HDU 5172 GTY's gay friends 线段树

GTY's gay friends

Time Limit: 6000/3000 MS (Java/Others)    Memory Limit: 65536/65536 K (Java/Others)

【Problem Description】

GTY has n gay friends. To manage them conveniently, every morning he ordered all his gay friends to stand in a line. Every gay friend has a characteristic value ai , to express how manly or how girlish he is. You, as GTY's assistant, have to answer GTY's queries. In each of GTY's queries, GTY will give you a range [l,r] . Because of GTY's strange hobbies, he wants there is a permutation [1..r−l+1] in [l,r]. You need to let him know if there is such a permutation or not.

 

【Input】

Multi test cases (about 3) . The first line contains two integers n and m ( 1≤n,m≤1000000 ), indicating the number of GTY's gay friends and the number of GTY's queries. the second line contains n numbers seperated by spaces. The ith number ai ( 1≤ai≤n ) indicates GTY's ith gay friend's characteristic value.
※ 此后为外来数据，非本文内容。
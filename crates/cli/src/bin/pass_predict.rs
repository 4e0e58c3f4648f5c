use std::fmt::Display;
use std::io::Write;
use std::path::{Path, PathBuf};
use std::time::Duration;

use anyhow::Context;
use chrono::{FixedOffset, Local, TimeZone, Utc};
use clap::{Args, Parser, Subcommand, ValueEnum};
use pass_predictor::config::{AppConfig, load_app_config, load_roster};
use pass_predictor::export::{self, Format};
use pass_predictor::importer::HttpCatalog;
use pass_predictor::model::SatelliteId;
use pass_predictor::predict::{
    CancelToken, PredictionError, PredictionRequest, PredictionService, RequestForm,
};
use pass_predictor::propagator::Sgp4Propagator;
use pass_predictor::store::TleStore;
use tracing::{debug, info};
use tracing_subscriber::EnvFilter;

#[derive(Parser)]
#[command(author, version, about = "Predict visible satellite passes")]
struct Cli {
    /// Application config (TOML); defaults apply when the file is absent
    #[arg(long, global = true, default_value = "configs/pass_predict.toml")]
    config: PathBuf,

    #[command(subcommand)]
    command: Command,
}

#[derive(Subcommand)]
enum Command {
    /// Predict passes for roster satellites
    Predict(PredictArgs),
    /// Refresh stored element sets from the catalog
    Update {
        /// Designators to refresh (defaults to the whole roster)
        #[arg(long = "sat")]
        satellites: Vec<String>,
    },
    /// List roster designators and names
    Roster,
}

#[derive(Args)]
struct PredictArgs {
    /// Designators to predict (defaults to the whole roster)
    #[arg(long = "sat")]
    satellites: Vec<String>,

    /// Start date, dd/mm/yyyy or yyyy-mm-dd (defaults to today)
    #[arg(long)]
    date: Option<String>,

    /// Forecast horizon in days
    #[arg(long)]
    days: Option<u32>,

    /// Minimum culmination elevation in degrees
    #[arg(long, allow_negative_numbers = true)]
    min_elevation: Option<f64>,

    /// Earliest local hour of culmination
    #[arg(long)]
    min_hour: Option<u32>,

    /// Latest local hour of culmination
    #[arg(long)]
    max_hour: Option<u32>,

    /// Observer latitude in degrees
    #[arg(long, allow_negative_numbers = true)]
    lat: Option<f64>,

    /// Observer longitude in degrees, east positive
    #[arg(long, allow_negative_numbers = true)]
    lon: Option<f64>,

    /// Observer altitude in metres
    #[arg(long, allow_negative_numbers = true)]
    alt: Option<f64>,

    #[arg(long, value_enum, default_value_t = OutputFormat::Text)]
    format: OutputFormat,

    /// Output path, `-` for stdout
    #[arg(long, default_value = "-")]
    output: PathBuf,
}

#[derive(Copy, Clone, ValueEnum, Debug)]
enum OutputFormat {
    Text,
    Csv,
    Json,
}

impl From<OutputFormat> for Format {
    fn from(format: OutputFormat) -> Self {
        match format {
            OutputFormat::Text => Format::Text,
            OutputFormat::Csv => Format::Csv,
            OutputFormat::Json => Format::Json,
        }
    }
}

fn main() -> anyhow::Result<()> {
    tracing_subscriber::fmt()
        .with_env_filter(
            EnvFilter::try_from_default_env().unwrap_or_else(|_| EnvFilter::new("info")),
        )
        .with_writer(std::io::stderr)
        .init();

    let cli = Cli::parse();
    let config = read_config(&cli.config)?;

    match cli.command {
        Command::Predict(args) => match config.utc_offset_seconds()? {
            Some(seconds) => {
                let zone = FixedOffset::east_opt(seconds)
                    .with_context(|| format!("utc_offset {seconds}s is out of range"))?;
                predict(&config, &args, zone)
            }
            None => predict(&config, &args, Local),
        },
        Command::Update { satellites } => update(&config, &satellites),
        Command::Roster => roster(&config),
    }
}

fn read_config(path: &Path) -> anyhow::Result<AppConfig> {
    if !path.exists() {
        debug!(path = %path.display(), "config file absent, using defaults");
        return Ok(AppConfig::default());
    }
    load_app_config(path).with_context(|| format!("loading {}", path.display()))
}

fn predict<Tz>(config: &AppConfig, args: &PredictArgs, zone: Tz) -> anyhow::Result<()>
where
    Tz: TimeZone,
    Tz::Offset: Display,
{
    let roster = load_roster(&config.roster)
        .with_context(|| format!("loading roster {}", config.roster.display()))?;
    let satellites = if args.satellites.is_empty() {
        roster
            .ids()
            .map(SatelliteId::as_str)
            .collect::<Vec<_>>()
            .join(",")
    } else {
        args.satellites.join(",")
    };
    let defaults = &config.defaults;
    let observer = &config.observer;
    let today = Utc::now().with_timezone(&zone).date_naive();
    let form = RequestForm {
        satellites,
        start_date: args
            .date
            .clone()
            .unwrap_or_else(|| today.format("%Y-%m-%d").to_string()),
        horizon_days: args.days.unwrap_or(defaults.horizon_days).to_string(),
        min_elevation_deg: args
            .min_elevation
            .unwrap_or(defaults.min_elevation_deg)
            .to_string(),
        min_hour: args.min_hour.unwrap_or(defaults.min_hour).to_string(),
        max_hour: args.max_hour.unwrap_or(defaults.max_hour).to_string(),
        latitude: args.lat.unwrap_or(observer.latitude).to_string(),
        longitude: args.lon.unwrap_or(observer.longitude).to_string(),
        altitude_m: args.alt.unwrap_or(observer.altitude_m).to_string(),
    };
    let request = PredictionRequest::try_from(&form)?;

    let cancel = CancelToken::new();
    let handler_token = cancel.clone();
    ctrlc::set_handler(move || {
        info!("interrupt received, cancelling");
        handler_token.cancel();
    })
    .context("installing interrupt handler")?;

    let service = PredictionService::new(
        roster,
        TleStore::new(&config.tle_dir),
        Sgp4Propagator::default(),
        zone,
    );
    let result = service.predict(&request, &cancel)?;

    let mut writer = export::writer_for_path(&args.output)
        .with_context(|| format!("opening {}", args.output.display()))?;
    export::write_result(&mut writer, &result, args.format.into())?;
    writer.flush()?;
    Ok(())
}

fn update(config: &AppConfig, satellites: &[String]) -> anyhow::Result<()> {
    let roster = load_roster(&config.roster)
        .with_context(|| format!("loading roster {}", config.roster.display()))?;
    let ids: Vec<SatelliteId> = if satellites.is_empty() {
        roster.ids().cloned().collect()
    } else {
        satellites
            .iter()
            .map(|raw| SatelliteId::new(raw.as_str()))
            .collect::<Result<Vec<_>, _>>()?
    };
    if let Some(unknown) = ids.iter().find(|id| !roster.contains(id)) {
        return Err(PredictionError::UnknownSatellite(unknown.clone()).into());
    }
    let catalog = HttpCatalog::new(
        &config.catalog.base_url,
        &config.catalog.query_param,
        Duration::from_secs(config.catalog.timeout_secs),
    )?;
    let store = TleStore::new(&config.tle_dir);

    let report = store.update_all(&catalog, &ids);
    for (id, outcome) in &report.outcomes {
        match outcome {
            Ok(()) => println!("{id}: updated"),
            Err(err) => println!("{id}: FAILED ({err})"),
        }
    }
    let refreshed = report.into_result()?;
    info!(refreshed = refreshed.len(), "update complete");
    Ok(())
}

fn roster(config: &AppConfig) -> anyhow::Result<()> {
    let roster = load_roster(&config.roster)
        .with_context(|| format!("loading roster {}", config.roster.display()))?;
    let stored = TleStore::new(&config.tle_dir).list()?;
    let width = roster.ids().map(|id| id.as_str().len()).max().unwrap_or(0);
    for (id, name) in roster.iter() {
        let marker = if stored.contains(id) { "" } else { "  (no TLE)" };
        println!("{:<width$}  {name}{marker}", id.as_str());
    }
    Ok(())
}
The next m lines describe GTY's queries. In each line there are two numbers l and r seperated by spaces ( 1≤l≤r≤n ), indicating the query range.

 

【Output】

For each query, if there is a permutation [1..r−l+1]
in [l,r]
, print 'YES', else print 'NO'.

 

【Sample Input】

8 5 
2 1 3 4 5 2 3 1 
1 3 
1 1 
2 2 
4 8 
1 5 
3 2 
1 1 1 
1 1 
1 2

【Sample Output】

YES 
NO 
YES 
YES 
YES 
YES
NO

【题意】

给出一个数列，询问连续的从l开始到r为止的数是否刚好能够组成从1开始到r-l+1的数列。

 

【分析】

每一次询问都是一个区间询问。

对于每一个区间询问，需要判断区间内的数是否刚好可以组成1到k的连续数列，主要的判断标准有两个：

1.区间数字的总和与（1+k）*k/2相等；

2.保证区间内所有数都只出现一次。

 

第一个可以在读入数据时用前缀和解决。

第二个就要用到线段树了，读入时预处理记录下与当前数相同的数最近一次出现的位置。询问l~r的区间时，检索每个数的最近出现位置位置，若得到的所有结果都在区间左端的左边，那就说明区间中所有的数都是不重复出现的，则满足条件。这里就是用线段树判断区间最大值小于区间左端的过程了。

 

/* ***********************************************
MYID    : Chen Fan
LANG    : G++
PROG    : HDU5172
************************************************ */

#include <iostream>
#include <cstdio>
#include <cstring>
#include <algorithm>

using namespace std;

const int N=1e6+10;

int last[N],a,sum[N];
 
typedef struct treetyp
{
    int a,b,l,r,data;
} treetype;
treetype tree[2*N];
int treetail;

void maketree(int l,int r)
{
    treetail++;
    int now=treetail;
    tree[now].a=l;
    tree[now].b=r;
    if (l<r)
    {
        tree[now].l=treetail+1;
        maketree(l,(l+r)/2);
        tree[now].r=treetail+1;
        maketree((l+r)/2+1,r);
    }
}

void add(int n,int i,int data)
{
    if (tree[n].data<data) tree[n].data=data;
    if (i==tree[n].a&&i==tree[n].b) return ;
    else if (i<=(tree[n].a+tree[n].b)/2) add(tree[n].l,i,data);
         else add(tree[n].r,i,data);
}

int res;

void search(int n,int a,int b)
{
    if (tree[n].a>=a&&tree[n].b<=b)
    {
        if (res<tree[n].data) res=tree[n].data;
        return ;
    }
    if (tree[n].a==tree[n].b) return ;
    if (a<=(tree[n].a+tree[n].b)/2) search(tree[n].l,a,b);
    if (b>=(tree[n].a+tree[n].b)/2+1) search(tree[n].r,a,b);
}

int main()
{
    int n,m;
    while(scanf("%d%d",&n,&m)==2)
    {
        memset(sum,0,sizeof(sum));
        memset(last,0,sizeof(last));

        treetail=0;
        maketree(1,n);
        for (int i=1;i<=n;i++) 
        {
            scanf("%d",&a);
            sum[i]=sum[i-1]+a;
            add(1,i,last[a]);
            last[a]=i;
        }

        for (int i=1;i<=m;i++)
        {
            int l,r;
            scanf("%d%d",&l,&r);
            if ((r-l+1)*(r-l+2)/2==sum[r]-sum[l-1])
            {
                res=0;
                search(1,l,r);
                if (res<l) printf("YES
");
                else printf("NO
");
            } else printf("NO
");
        }
    }

    return 0;
}